Depressed sarcoplasmic reticulum (SR) Ca-cycling, leading to decreased function is a clinical hallmark of human and experimental heart failure. Thus, efforts have concentrated on elucidating the mechanisms contributing to aberrant SR Ca-homeostasis to uncover new therapeutic targets. Studies indicate that both SERCA and phospholamban (PLN) may represent attractive targets. However, the initial simple view of the PLN/SERCA regulatory complex has been modified by our identification of new proteins associated with regulation of SR Ca-transport and overall Ca-homeostasis in the cardiomyocyte. One of them is HAX-1, the anti-apoptotic protein, which interacts with PLN and alters the PLN inhibitory function.
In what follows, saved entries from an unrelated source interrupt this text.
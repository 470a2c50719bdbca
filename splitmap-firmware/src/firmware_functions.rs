//! Hooks into the host framework for actions the keymap can not perform itself.

use core::cell::RefCell;

use embassy_sync::blocking_mutex::CriticalSectionMutex;

pub type ResetFn = &'static (dyn Fn() + Sync);

static RESET_TO_USB_BOOT: CriticalSectionMutex<RefCell<Option<ResetFn>>> =
    CriticalSectionMutex::new(RefCell::new(None));

/// Run the registered bootloader hook. The hook is consumed so a bouncing key can not call it
/// twice.
pub fn reset_to_usb_boot() {
    let hook = RESET_TO_USB_BOOT.lock(|r| r.borrow_mut().take());
    match hook {
        Some(f) => f(),
        None => crate::info!("no reset_to_usb_boot handler"),
    }
}

/// Register the function that jumps to the bootloader when the `reset_to_usb_boot` key is
/// released.
///
/// ```
/// use splitmap_firmware::firmware_functions::handle_reset_to_usb_boot;
///
/// fn enter_bootloader() {}
///
/// handle_reset_to_usb_boot(Some(&enter_bootloader));
/// ```
pub fn handle_reset_to_usb_boot(value: Option<ResetFn>) {
    RESET_TO_USB_BOOT.lock(|r| {
        *r.borrow_mut() = value;
    });
}

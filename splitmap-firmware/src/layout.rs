use core::cmp::Ordering;

use splitmap_common::{
    globals,
    keycodes::key_range::{MACROS_MAX, MACROS_MIN},
    MAX_ENCODERS, MAX_LAYERS, PROTOCOL_VERSION,
};

use crate::{layer, layer_bit, mapper::macros::Macro};

pub struct Manager<const ROWS: usize, const COLS: usize, const LAYOUT_MAX: usize> {
    mapping: [u16; LAYOUT_MAX],
    globals: [u16; globals::GLOBALS_LEN],
    encoders: [[u16; 2]; MAX_ENCODERS],
    encoder_count: usize,
    layer_count: usize,
    macros_count: usize,
    macro_dir_base: usize,
    layer_state: u32,
    default_layer_state: u32,
    tri_layer: Option<(u8, u8, u8)>,
}

#[derive(Debug, Clone, Copy, PartialEq)]
#[cfg_attr(feature = "defmt", derive(defmt::Format))]
pub enum LoadError {
    OutOfSpace,
    VersionMismatch,
    RowColMismatch,
    Corrupt,
}

#[derive(Debug)]
pub struct Layer<'l, const ROWS: usize, const COLS: usize>(&'l [u16]);

impl<const ROWS: usize, const COLS: usize> Layer<'_, ROWS, COLS> {
    pub fn get(&self, row: usize, column: usize) -> u16 {
        if self.0.len() == ROWS * COLS {
            if row >= ROWS || column >= COLS {
                return 0;
            }
            *self.0.get(row * COLS + column).unwrap_or(&0u16)
        } else {
            search_code(self.0, row, column)
        }
    }
}

impl<const ROWS: usize, const COLS: usize, const LAYOUT_MAX: usize> Default
    for Manager<ROWS, COLS, LAYOUT_MAX>
{
    fn default() -> Self {
        Self {
            mapping: [0; LAYOUT_MAX],
            globals: globals::DEFAULTS,
            encoders: [[0; 2]; MAX_ENCODERS],
            encoder_count: 0,
            layer_count: 0,
            macros_count: 0,
            macro_dir_base: 0,
            layer_state: 0,
            default_layer_state: 1,
            tri_layer: None,
        }
    }
}

impl<const ROWS: usize, const COLS: usize, const LAYOUT_MAX: usize>
    Manager<ROWS, COLS, LAYOUT_MAX>
{
    /// Load a compiled layout into `Manager`. The format of the layout is as follows:
    ///
    /// protocol version
    /// row_count (high byte), column_count (low byte) should match `ROWS` and `COLS`
    /// layer count, macro count, encoder count, globals length
    /// globals as (index, value) pairs
    /// encoders as (clockwise, counter-clockwise) pairs
    /// layer and macro positions followed by the end position, then the layers and macros.
    ///
    /// Positions are relative to the first position word. Layers are dense if every entry has a
    /// value; size == ROWS * COLS. Layers are sparse if size < ROWS * COLS in which case it is a
    /// list of ordered pairs where the first word is row (high byte) and column (low byte) and the
    /// second word is the code.
    pub fn load(&mut self, iter: impl IntoIterator<Item = u16>) -> Result<(), LoadError> {
        let result = self.load_mapping(iter);
        if result.is_err() {
            *self = Self::default();
        }
        result
    }

    fn load_mapping(&mut self, iter: impl IntoIterator<Item = u16>) -> Result<(), LoadError> {
        let mut iter = iter.into_iter().map(u16::from_le);
        let mut next = || iter.next().ok_or(LoadError::Corrupt);

        if next()? != PROTOCOL_VERSION {
            return Err(LoadError::VersionMismatch);
        }
        {
            let n = next()?;

            if (n >> 8) as usize != ROWS || (n & 0xff) as usize != COLS {
                return Err(LoadError::RowColMismatch);
            }
        }

        let layer_count = next()? as usize;
        let macros_count = next()? as usize;
        let encoder_count = next()? as usize;
        let mut globals_len = next()?;

        if layer_count == 0
            || layer_count > MAX_LAYERS
            || macros_count > (MACROS_MAX - MACROS_MIN) as usize
            || encoder_count > MAX_ENCODERS
        {
            crate::warn!(
                "corrupt layout: layer_count {}, macros_count {} or encoder_count {} is out-of-range",
                layer_count,
                macros_count,
                encoder_count
            );
            return Err(LoadError::Corrupt);
        }

        self.globals = globals::DEFAULTS;
        while globals_len != 0 {
            if globals_len < 2 {
                crate::warn!("corrupt layout: globals length is wrong");
                return Err(LoadError::Corrupt);
            }
            let i = next()?;
            let v = next()?;
            *self
                .globals
                .get_mut(i as usize)
                .ok_or(LoadError::Corrupt)? = v;
            globals_len -= 2;
        }

        self.encoders = [[0; 2]; MAX_ENCODERS];
        for e in self.encoders.iter_mut().take(encoder_count) {
            *e = [next()?, next()?];
        }

        let dir_len = layer_count + macros_count + 1;
        let mut i = 0;
        let mut p = 0;
        for n in iter {
            let Some(t) = self.mapping.get_mut(i) else {
                crate::warn!("layout too big: LAYOUT_MAX is {}", LAYOUT_MAX);
                return Err(LoadError::OutOfSpace);
            };
            if i < dir_len {
                if (n as usize) < dir_len || n < p {
                    crate::warn!("corrupt layout: layer/macro {} position is invalid", i);
                    return Err(LoadError::Corrupt);
                }
                p = n;
            }
            *t = n;
            i += 1;
        }

        if i < dir_len || p as usize != i {
            crate::warn!("corrupt layout: truncated at {}", i);
            return Err(LoadError::Corrupt);
        }

        self.layer_count = layer_count;
        self.macros_count = macros_count;
        self.macro_dir_base = layer_count;
        self.encoder_count = encoder_count;
        self.tri_layer = globals::unpack_tri_layer(self.globals[globals::TRI_LAYER as usize])
            .filter(|(a, b, r)| {
                [*a, *b, *r]
                    .iter()
                    .all(|l| (*l as usize) < self.layer_count)
            });

        self.clear_all();

        Ok(())
    }

    pub(crate) fn clear_all(&mut self) {
        self.default_layer_state = 1;
        self.clear_layers();
    }

    pub(crate) fn clear_layers(&mut self) {
        self.layer_state = 0;
    }

    /// The code for `row`, `column` from the highest active layer that is not transparent there.
    pub fn find_code(&self, row: usize, column: usize) -> Option<u16> {
        let mut state = self.layer_state | self.default_layer_state;
        while state != 0 {
            let idx = 31 - state.leading_zeros();
            state &= !(1 << idx);
            if let Some(layer) = self.get_layer(idx as u16) {
                let code = layer.get(row, column);
                if code != 0 {
                    return Some(code);
                }
            }
        }
        None
    }

    pub fn get_macro(&self, id: u16) -> Macro {
        let idx = id as usize + self.macro_dir_base;
        if id as usize >= self.macros_count {
            return Macro::Noop;
        }

        let s = self.mapping[idx] as usize;
        let e = self.mapping[idx + 1] as usize;
        if e < s || e > self.mapping.len() {
            return Macro::Noop;
        }

        Macro::decode(s, self.mapping.get(s..e))
    }

    pub fn get_layer(&self, layer_num: u16) -> Option<Layer<'_, ROWS, COLS>> {
        let idx = layer_num as usize;
        if idx >= self.layer_count {
            return None;
        }

        let s = self.mapping[idx] as usize;
        let e = self.mapping[idx + 1] as usize;
        if e < s || e > self.mapping.len() {
            crate::warn!("corrupt layout: layer address out of range {}..{}", s, e);
            return None;
        }

        self.mapping.get(s..e).map(Layer)
    }

    pub(crate) fn macro_code(&self, location: usize) -> u16 {
        self.mapping.get(location).copied().unwrap_or(0)
    }

    pub fn layer_count(&self) -> usize {
        self.layer_count
    }

    pub fn layer_state(&self) -> u32 {
        self.layer_state
    }

    pub fn default_layer_state(&self) -> u32 {
        self.default_layer_state
    }

    pub fn is_layer_active(&self, n: u16) -> bool {
        self.layer_state & layer_bit(n) != 0
    }

    pub fn activate_layer(&mut self, n: u16) -> bool {
        if n as usize >= self.layer_count {
            return false;
        }
        self.layer_state |= layer_bit(n);
        self.apply_tri_layer();
        true
    }

    pub fn deactivate_layer(&mut self, n: u16) -> bool {
        let was_active = self.is_layer_active(n);
        self.layer_state &= !layer_bit(n);
        self.apply_tri_layer();
        was_active
    }

    pub fn toggle_layer(&mut self, n: u16) {
        if !self.deactivate_layer(n) {
            self.activate_layer(n);
        }
    }

    pub fn set_default_layer(&mut self, n: u16) {
        if (n as usize) < self.layer_count {
            self.default_layer_state = layer_bit(n);
        }
    }

    fn apply_tri_layer(&mut self) {
        if let Some((a, b, result)) = self.tri_layer {
            self.layer_state = layer::update_tri_layer_state(self.layer_state, a, b, result);
        }
    }

    pub fn tri_layer(&self) -> Option<(u8, u8, u8)> {
        self.tri_layer
    }

    pub(crate) fn global(&self, index: u16) -> u16 {
        self.globals[index as usize]
    }

    /// The (clockwise, counter-clockwise) actions for encoder `index`.
    pub fn encoder(&self, index: usize) -> Option<(u16, u16)> {
        if index < self.encoder_count {
            let [cw, ccw] = self.encoders[index];
            Some((cw, ccw))
        } else {
            None
        }
    }
}

/// Sparse layers are `(position, code)` pairs sorted by position.
fn search_code(pairs: &[u16], row: usize, column: usize) -> u16 {
    let key = ((row as u16) << 8) | column as u16;
    let (mut lo, mut hi) = (0, pairs.len() / 2);
    while lo < hi {
        let mid = (lo + hi) / 2;
        match pairs[mid * 2].cmp(&key) {
            Ordering::Less => lo = mid + 1,
            Ordering::Greater => hi = mid,
            Ordering::Equal => return pairs[mid * 2 + 1],
        }
    }
    0
}

#[cfg(test)]
#[path = "layout_test.rs"]
mod test;
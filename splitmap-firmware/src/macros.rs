//! `debug!`, `info!`, `warn!` and `error!` for the firmware.
//!
//! They forward to `defmt` with the `defmt` feature and print to stderr in tests (or with
//! `test-utils`). Otherwise the arguments are evaluated and dropped. Only `{}` and `{:?}`
//! placeholders work in all three.

#[allow(unused)]
#[cfg(all(not(test), not(feature = "defmt"), not(feature = "test-utils")))]
mod silent {
    #[macro_export]
    macro_rules! debug {
        ($($arg:expr),*) => {{ let _ = ($($arg),*); }};
    }

    #[macro_export]
    macro_rules! info {
        ($($arg:expr),*) => {{ let _ = ($($arg),*); }};
    }

    #[macro_export]
    macro_rules! warn {
        ($($arg:expr),*) => {{ let _ = ($($arg),*); }};
    }

    #[macro_export]
    macro_rules! error {
        ($($arg:expr),*) => {{ let _ = ($($arg),*); }};
    }
}

#[cfg(all(not(test), feature = "defmt"))]
mod defmt {
    #[macro_export]
    macro_rules! debug {
        ($($arg:expr),*) => { defmt::debug!($($arg,)*) };
    }

    #[macro_export]
    macro_rules! info {
        ($($arg:expr),*) => { defmt::info!($($arg,)*) };
    }

    #[macro_export]
    macro_rules! warn {
        ($($arg:expr),*) => { defmt::warn!($($arg,)*) };
    }

    #[macro_export]
    macro_rules! error {
        ($($arg:expr),*) => { defmt::error!($($arg,)*) };
    }
}

#[cfg(any(test, all(feature = "test-utils", not(feature = "defmt"))))]
pub mod host {
    extern crate std;

    #[doc(hidden)]
    pub fn log(level: &str, args: core::fmt::Arguments) {
        std::eprintln!("{level}: {args}");
    }

    #[doc(hidden)]
    pub fn log_at(level: &str, file: &str, line: u32, args: core::fmt::Arguments) {
        std::eprintln!("\n{level}: at ./{file}:{line}:\n{args}");
    }

    #[macro_export]
    macro_rules! debug {
        ($($arg:expr),*) => { $crate::macros::host::log("DEBUG", format_args!($($arg,)*)) };
    }

    #[macro_export]
    macro_rules! info {
        ($($arg:expr),*) => { $crate::macros::host::log("INFO", format_args!($($arg,)*)) };
    }

    #[macro_export]
    macro_rules! warn {
        ($($arg:expr),*) => { $crate::macros::host::log("WARN", format_args!($($arg,)*)) };
    }

    /// Panics under test so unexpected errors fail the test.
    #[macro_export]
    macro_rules! error {
        ($($arg:expr),*) => {{
            if cfg!(test) {
                panic!($($arg,)*);
            } else {
                $crate::macros::host::log_at("ERROR", file!(), line!(), format_args!($($arg,)*))
            }
        }};
    }
}

#[cfg(test)]
mod test_keycodes {
    /// Look up a key name the way keymap files do.
    #[macro_export]
    macro_rules! kc {
        ($a:expr) => {
            match splitmap_config::keycodes::key_code($a) {
                Some(kc) => kc,
                None => panic!("Unknown key mnemonic: {:?}", $a),
            }
        };
    }
}
//! Shift swap: one key with a symbol for each shift state.

use splitmap_common::keycodes::modifiers::SHIFT_MASK;

/// `shifted` when either shift is held in `modifiers`, otherwise `primary`.
pub const fn resolve(modifiers: u8, primary: u16, shifted: u16) -> u16 {
    if modifiers & SHIFT_MASK != 0 {
        shifted
    } else {
        primary
    }
}

/// The shift bits that must be lifted while the resolved symbol is sent.
pub const fn held_shift(modifiers: u8) -> u8 {
    modifiers & SHIFT_MASK
}

#[cfg(test)]
#[path = "shift_swap_test.rs"]
mod test;
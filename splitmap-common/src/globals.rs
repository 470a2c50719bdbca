pub const DUAL_ACTION_TIMEOUT: u16 = 0;
pub const DUAL_ACTION_TIMEOUT2: u16 = 1;
pub const TAPDANCE_TAP_TIMEOUT: u16 = 2;
pub const CAPS_WORD_IDLE_TIMEOUT: u16 = 3;
pub const TRI_LAYER: u16 = 4;

pub const GLOBALS_LEN: usize = 5;

pub const DUAL_ACTION_TIMEOUT_DEFAULT: u16 = 180;
pub const DUAL_ACTION_TIMEOUT2_DEFAULT: u16 = 20;
pub const TAPDANCE_TAP_TIMEOUT_DEFAULT: u16 = 180;
pub const CAPS_WORD_IDLE_TIMEOUT_DEFAULT: u16 = 5000;
pub const TRI_LAYER_NONE: u16 = u16::MAX;

pub const DEFAULTS: [u16; GLOBALS_LEN] = [
    DUAL_ACTION_TIMEOUT_DEFAULT,
    DUAL_ACTION_TIMEOUT2_DEFAULT,
    TAPDANCE_TAP_TIMEOUT_DEFAULT,
    CAPS_WORD_IDLE_TIMEOUT_DEFAULT,
    TRI_LAYER_NONE,
];

/// Pack the two trigger layers and the result layer of a tri-layer into one global value.
///
/// ```
/// use splitmap_common::globals::{pack_tri_layer, unpack_tri_layer};
///
/// let v = pack_tri_layer(7, 5, 9);
/// assert_eq!(unpack_tri_layer(v), Some((7, 5, 9)));
/// ```
pub const fn pack_tri_layer(a: u8, b: u8, result: u8) -> u16 {
    (a as u16 & 0x1f) | ((b as u16 & 0x1f) << 5) | ((result as u16 & 0x1f) << 10)
}

pub const fn unpack_tri_layer(value: u16) -> Option<(u8, u8, u8)> {
    if value == TRI_LAYER_NONE {
        None
    } else {
        Some((
            (value & 0x1f) as u8,
            ((value >> 5) & 0x1f) as u8,
            ((value >> 10) & 0x1f) as u8,
        ))
    }
}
Acute or chronic overexpression of HAX-1 promoted PLN inhibition on the Ca-ATPase and decreased cardiomyocyte calcium kinetics and contractile parameters. Accordingly, ablation of HAX-1 significantly enhanced SERCA activity and calcium kinetics. Furthermore, the HAX-1/PLN interaction appeared to also regulate cardiomyocyte survival. The other regulatory protein is the SR intraluminal histidine-rich Ca-binding protein (HRC), which interacts with SERCA and regulates the enzyme's maximal Ca-transport velocity. Thus, HAX-1 and HRC may represent potential therapeutic targets in correcting the depressed SR Ca-cycling in heart failure. Furthermore, PLN activity is regulated by two phosphoproteins, the inhibitor-1 of protein phosphatase 1 and the small heat shock protein 20, which affect overall Ca-cycling and contractility. Interestingly, recent studies indicate that this multimeric SERCA/PLN-ensemble is involved in heart failure and arrhythmias, as well as apoptosis and cell death. Thus, targeted approaches to correct abnormalities at the SERCA/PLN complex may hold therapeutic promise in heart failure. In addition, we have identified human variants in these calcium-cycling genes that affect their “activity”, reflecting aberrant Ca-handling and increased cell death. Therefore, these mutations may be used as prognostic or diagnostic markers for heart failure and arrhythmia development.